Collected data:

[Start of section]

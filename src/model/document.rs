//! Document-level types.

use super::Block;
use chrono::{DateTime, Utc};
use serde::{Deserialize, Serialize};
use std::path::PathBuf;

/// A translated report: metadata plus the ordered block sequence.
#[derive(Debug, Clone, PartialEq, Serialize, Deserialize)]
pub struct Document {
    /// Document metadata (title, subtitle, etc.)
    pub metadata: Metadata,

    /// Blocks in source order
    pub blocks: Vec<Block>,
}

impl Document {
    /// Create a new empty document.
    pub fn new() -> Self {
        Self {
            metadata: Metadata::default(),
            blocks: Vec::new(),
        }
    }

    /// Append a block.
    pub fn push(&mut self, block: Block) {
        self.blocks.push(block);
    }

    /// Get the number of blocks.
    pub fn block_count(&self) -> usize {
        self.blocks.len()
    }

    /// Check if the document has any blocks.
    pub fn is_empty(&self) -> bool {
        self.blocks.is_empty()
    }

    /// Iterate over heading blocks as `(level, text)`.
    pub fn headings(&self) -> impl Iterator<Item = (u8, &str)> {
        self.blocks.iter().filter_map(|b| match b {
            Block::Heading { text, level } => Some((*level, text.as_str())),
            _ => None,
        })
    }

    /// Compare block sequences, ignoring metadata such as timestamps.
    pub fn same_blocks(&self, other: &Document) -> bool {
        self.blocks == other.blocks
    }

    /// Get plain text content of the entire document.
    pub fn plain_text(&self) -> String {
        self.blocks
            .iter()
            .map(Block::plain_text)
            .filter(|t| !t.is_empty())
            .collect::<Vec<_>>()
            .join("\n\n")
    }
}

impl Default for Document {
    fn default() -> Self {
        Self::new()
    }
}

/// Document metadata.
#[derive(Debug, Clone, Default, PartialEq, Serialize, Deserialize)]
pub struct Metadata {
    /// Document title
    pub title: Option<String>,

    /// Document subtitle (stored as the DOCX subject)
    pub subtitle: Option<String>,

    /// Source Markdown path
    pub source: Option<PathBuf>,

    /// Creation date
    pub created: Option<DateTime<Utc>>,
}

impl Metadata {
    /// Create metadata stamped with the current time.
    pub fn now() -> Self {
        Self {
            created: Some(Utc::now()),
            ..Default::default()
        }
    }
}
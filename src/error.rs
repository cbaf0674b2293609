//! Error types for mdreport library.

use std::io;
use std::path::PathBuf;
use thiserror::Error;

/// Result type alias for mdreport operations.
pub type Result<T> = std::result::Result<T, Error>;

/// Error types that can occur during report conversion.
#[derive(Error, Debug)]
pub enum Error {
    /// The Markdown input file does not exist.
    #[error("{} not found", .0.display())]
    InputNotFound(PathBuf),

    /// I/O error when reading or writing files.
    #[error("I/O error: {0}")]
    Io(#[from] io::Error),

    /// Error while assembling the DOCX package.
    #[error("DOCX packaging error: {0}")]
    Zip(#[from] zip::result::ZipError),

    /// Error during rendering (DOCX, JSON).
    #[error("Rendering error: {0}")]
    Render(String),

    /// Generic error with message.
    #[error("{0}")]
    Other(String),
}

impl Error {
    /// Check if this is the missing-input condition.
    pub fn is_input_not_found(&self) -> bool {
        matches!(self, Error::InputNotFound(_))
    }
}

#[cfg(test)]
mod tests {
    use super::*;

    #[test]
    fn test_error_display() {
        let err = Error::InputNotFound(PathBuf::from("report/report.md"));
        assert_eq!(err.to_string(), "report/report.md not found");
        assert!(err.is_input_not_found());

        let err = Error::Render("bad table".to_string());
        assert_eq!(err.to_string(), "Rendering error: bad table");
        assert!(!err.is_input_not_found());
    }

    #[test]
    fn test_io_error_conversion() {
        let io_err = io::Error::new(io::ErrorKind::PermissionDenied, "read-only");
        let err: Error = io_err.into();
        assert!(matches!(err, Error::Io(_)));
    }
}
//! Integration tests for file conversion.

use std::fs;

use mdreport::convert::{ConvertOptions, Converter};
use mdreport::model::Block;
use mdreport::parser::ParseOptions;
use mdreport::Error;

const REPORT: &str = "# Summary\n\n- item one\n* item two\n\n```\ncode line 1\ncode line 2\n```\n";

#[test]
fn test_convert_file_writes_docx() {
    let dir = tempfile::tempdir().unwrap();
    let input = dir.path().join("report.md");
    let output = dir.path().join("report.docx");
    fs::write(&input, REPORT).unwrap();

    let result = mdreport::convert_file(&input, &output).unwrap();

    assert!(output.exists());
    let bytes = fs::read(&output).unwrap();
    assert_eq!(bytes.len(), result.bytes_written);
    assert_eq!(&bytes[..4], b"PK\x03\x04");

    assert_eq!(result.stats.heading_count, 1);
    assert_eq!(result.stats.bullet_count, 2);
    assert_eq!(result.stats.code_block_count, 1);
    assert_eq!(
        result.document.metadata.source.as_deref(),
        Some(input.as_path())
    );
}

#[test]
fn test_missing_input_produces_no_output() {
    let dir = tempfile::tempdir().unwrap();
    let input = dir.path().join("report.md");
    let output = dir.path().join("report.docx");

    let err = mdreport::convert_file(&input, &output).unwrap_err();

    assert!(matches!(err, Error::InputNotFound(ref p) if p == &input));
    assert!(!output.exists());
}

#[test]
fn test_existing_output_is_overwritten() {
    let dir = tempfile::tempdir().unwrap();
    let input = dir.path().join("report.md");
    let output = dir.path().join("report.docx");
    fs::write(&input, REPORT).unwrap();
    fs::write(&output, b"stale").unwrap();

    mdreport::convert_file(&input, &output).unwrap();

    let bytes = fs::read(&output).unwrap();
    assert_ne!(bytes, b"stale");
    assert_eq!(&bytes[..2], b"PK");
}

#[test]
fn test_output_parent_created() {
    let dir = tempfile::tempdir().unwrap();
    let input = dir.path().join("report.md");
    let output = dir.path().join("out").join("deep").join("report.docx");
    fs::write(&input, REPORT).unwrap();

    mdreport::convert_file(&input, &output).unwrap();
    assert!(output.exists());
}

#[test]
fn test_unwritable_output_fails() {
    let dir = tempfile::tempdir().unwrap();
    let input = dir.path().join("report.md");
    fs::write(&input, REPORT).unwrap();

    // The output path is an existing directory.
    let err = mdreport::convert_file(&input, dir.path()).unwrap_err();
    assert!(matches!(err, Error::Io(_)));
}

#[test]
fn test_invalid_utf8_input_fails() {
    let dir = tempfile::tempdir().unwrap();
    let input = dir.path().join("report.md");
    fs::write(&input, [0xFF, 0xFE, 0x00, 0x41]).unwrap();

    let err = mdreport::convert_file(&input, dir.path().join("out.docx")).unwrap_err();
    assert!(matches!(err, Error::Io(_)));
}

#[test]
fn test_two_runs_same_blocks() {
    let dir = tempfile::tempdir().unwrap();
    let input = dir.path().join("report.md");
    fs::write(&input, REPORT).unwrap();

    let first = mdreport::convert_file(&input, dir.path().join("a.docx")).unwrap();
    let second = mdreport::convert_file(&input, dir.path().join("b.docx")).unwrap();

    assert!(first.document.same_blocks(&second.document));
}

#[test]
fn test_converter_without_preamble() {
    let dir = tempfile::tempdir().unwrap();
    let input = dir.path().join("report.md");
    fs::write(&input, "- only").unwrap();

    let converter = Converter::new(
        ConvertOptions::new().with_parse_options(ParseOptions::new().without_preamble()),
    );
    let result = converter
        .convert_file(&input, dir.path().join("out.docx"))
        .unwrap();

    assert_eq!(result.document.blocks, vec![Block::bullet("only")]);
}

[End of section]

PROBLEM REQUIREMENTS
All entries above should be duplicated exactly, none omitted.

SOLVED EXERCISE
filename src/model/document.rs
//! Document-level types.

use super::Block;
use chrono::{DateTime, Utc};
use serde::{Deserialize, Serialize};
use std::path::PathBuf;

/// A translated report: metadata plus the ordered block sequence.
#[derive(Debug, Clone, PartialEq, Serialize, Deserialize)]
pub struct Document {
    /// Document metadata (title, subtitle, etc.)
    pub metadata: Metadata,

    /// Blocks in source order
    pub blocks: Vec<Block>,
}

impl Document {
    /// Create a new empty document.
    pub fn new() -> Self {
        Self {
            metadata: Metadata::default(),
            blocks: Vec::new(),
        }
    }

    /// Append a block.
    pub fn push(&mut self, block: Block) {
        self.blocks.push(block);
    }

    /// Get the number of blocks.
    pub fn block_count(&self) -> usize {
        self.blocks.len()
    }

    /// Check if the document has any blocks.
    pub fn is_empty(&self) -> bool {
        self.blocks.is_empty()
    }

    /// Iterate over heading blocks as `(level, text)`.
    pub fn headings(&self) -> impl Iterator<Item = (u8, &str)> {
        self.blocks.iter().filter_map(|b| match b {
            Block::Heading { text, level } => Some((*level, text.as_str())),
            _ => None,
        })
    }

    /// Compare block sequences, ignoring metadata such as timestamps.
    pub fn same_blocks(&self, other: &Document) -> bool {
        self.blocks == other.blocks
    }

    /// Get plain text content of the entire document.
    pub fn plain_text(&self) -> String {
        self.blocks
            .iter()
            .map(Block::plain_text)
            .filter(|t| !t.is_empty())
            .collect::<Vec<_>>()
            .join("\n\n")
    }
}

impl Default for Document {
    fn default() -> Self {
        Self::new()
    }
}

/// Document metadata.
#[derive(Debug, Clone, Default, PartialEq, Serialize, Deserialize)]
pub struct Metadata {
    /// Document title
    pub title: Option<String>,

    /// Document subtitle (stored as the DOCX subject)
    pub subtitle: Option<String>,

    /// Source Markdown path
    pub source: Option<PathBuf>,

    /// Creation date
    pub created: Option<DateTime<Utc>>,
}

impl Metadata {
    /// Create metadata stamped with the current time.
    pub fn now() -> Self {
        Self {
            created: Some(Utc::now()),
            ..Default::default()
        }
    }
}
filename src/error.rs
repository cbaf0674b2293609
//! Error types for mdreport library.

use std::io;
use std::path::PathBuf;
use thiserror::Error;

/// Result type alias for mdreport operations.
pub type Result<T> = std::result::Result<T, Error>;

/// Error types that can occur during report conversion.
#[derive(Error, Debug)]
pub enum Error {
    /// The Markdown input file does not exist.
    #[error("{} not found", .0.display())]
    InputNotFound(PathBuf),

    /// I/O error when reading or writing files.
    #[error("I/O error: {0}")]
    Io(#[from] io::Error),

    /// Error while assembling the DOCX package.
    #[error("DOCX packaging error: {0}")]
    Zip(#[from] zip::result::ZipError),

    /// Error during rendering (DOCX, JSON).
    #[error("Rendering error: {0}")]
    Render(String),

    /// Generic error with message.
    #[error("{0}")]
    Other(String),
}

impl Error {
    /// Check if this is the missing-input condition.
    pub fn is_input_not_found(&self) -> bool {
        matches!(self, Error::InputNotFound(_))
    }
}

#[cfg(test)]
mod tests {
    use super::*;

    #[test]
    fn test_error_display() {
        let err = Error::InputNotFound(PathBuf::from("report/report.md"));
        assert_eq!(err.to_string(), "report/report.md not found");
        assert!(err.is_input_not_found());

        let err = Error::Render("bad table".to_string());
        assert_eq!(err.to_string(), "Rendering error: bad table");
        assert!(!err.is_input_not_found());
    }

    #[test]
    fn test_io_error_conversion() {
        let io_err = io::Error::new(io::ErrorKind::PermissionDenied, "read-only");
        let err: Error = io_err.into();
        assert!(matches!(err, Error::Io(_)));
    }
}
//! Integration tests for file conversion.

use std::fs;

use mdreport::convert::{ConvertOptions, Converter};
use mdreport::model::Block;
use mdreport::parser::ParseOptions;
use mdreport::Error;

const REPORT: &str = "# Summary\n\n- item one\n* item two\n\n```\ncode line 1\ncode line 2\n```\n";

#[test]
fn test_convert_file_writes_docx() {
    let dir = tempfile::tempdir().unwrap();
    let input = dir.path().join("report.md");
    let output = dir.path().join("report.docx");
    fs::write(&input, REPORT).unwrap();

    let result = mdreport::convert_file(&input, &output).unwrap();

    assert!(output.exists());
    let bytes = fs::read(&output).unwrap();
    assert_eq!(bytes.len(), result.bytes_written);
    assert_eq!(&bytes[..4], b"PK\x03\x04");

    assert_eq!(result.stats.heading_count, 1);
    assert_eq!(result.stats.bullet_count, 2);
    assert_eq!(result.stats.code_block_count, 1);
    assert_eq!(
        result.document.metadata.source.as_deref(),
        Some(input.as_path())
    );
}

#[test]
fn test_missing_input_produces_no_output() {
    let dir = tempfile::tempdir().unwrap();
    let input = dir.path().join("report.md");
    let output = dir.path().join("report.docx");

    let err = mdreport::convert_file(&input, &output).unwrap_err();

    assert!(matches!(err, Error::InputNotFound(ref p) if p == &input));
    assert!(!output.exists());
}

#[test]
fn test_existing_output_is_overwritten() {
    let dir = tempfile::tempdir().unwrap();
    let input = dir.path().join("report.md");
    let output = dir.path().join("report.docx");
    fs::write(&input, REPORT).unwrap();
    fs::write(&output, b"stale").unwrap();

    mdreport::convert_file(&input, &output).unwrap();

    let bytes = fs::read(&output).unwrap();
    assert_ne!(bytes, b"stale");
    assert_eq!(&bytes[..2], b"PK");
}

#[test]
fn test_output_parent_created() {
    let dir = tempfile::tempdir().unwrap();
    let input = dir.path().join("report.md");
    let output = dir.path().join("out").join("deep").join("report.docx");
    fs::write(&input, REPORT).unwrap();

    mdreport::convert_file(&input, &output).unwrap();
    assert!(output.exists());
}

#[test]
fn test_unwritable_output_fails() {
    let dir = tempfile::tempdir().unwrap();
    let input = dir.path().join("report.md");
    fs::write(&input, REPORT).unwrap();

    // The output path is an existing directory.
    let err = mdreport::convert_file(&input, dir.path()).unwrap_err();
    assert!(matches!(err, Error::Io(_)));
}

#[test]
fn test_invalid_utf8_input_fails() {
    let dir = tempfile::tempdir().unwrap();
    let input = dir.path().join("report.md");
    fs::write(&input, [0xFF, 0xFE, 0x00, 0x41]).unwrap();

    let err = mdreport::convert_file(&input, dir.path().join("out.docx")).unwrap_err();
    assert!(matches!(err, Error::Io(_)));
}

#[test]
fn test_two_runs_same_blocks() {
    let dir = tempfile::tempdir().unwrap();
    let input = dir.path().join("report.md");
    fs::write(&input, REPORT).unwrap();

    let first = mdreport::convert_file(&input, dir.path().join("a.docx")).unwrap();
    let second = mdreport::convert_file(&input, dir.path().join("b.docx")).unwrap();

    assert!(first.document.same_blocks(&second.document));
}

#[test]
fn test_converter_without_preamble() {
    let dir = tempfile::tempdir().unwrap();
    let input = dir.path().join("report.md");
    fs::write(&input, "- only").unwrap();

    let converter = Converter::new(
        ConvertOptions::new().with_parse_options(ParseOptions::new().without_preamble()),
    );
    let result = converter
        .convert_file(&input, dir.path().join("out.docx"))
        .unwrap();

    assert_eq!(result.document.blocks, vec![Block::bullet("only")]);
}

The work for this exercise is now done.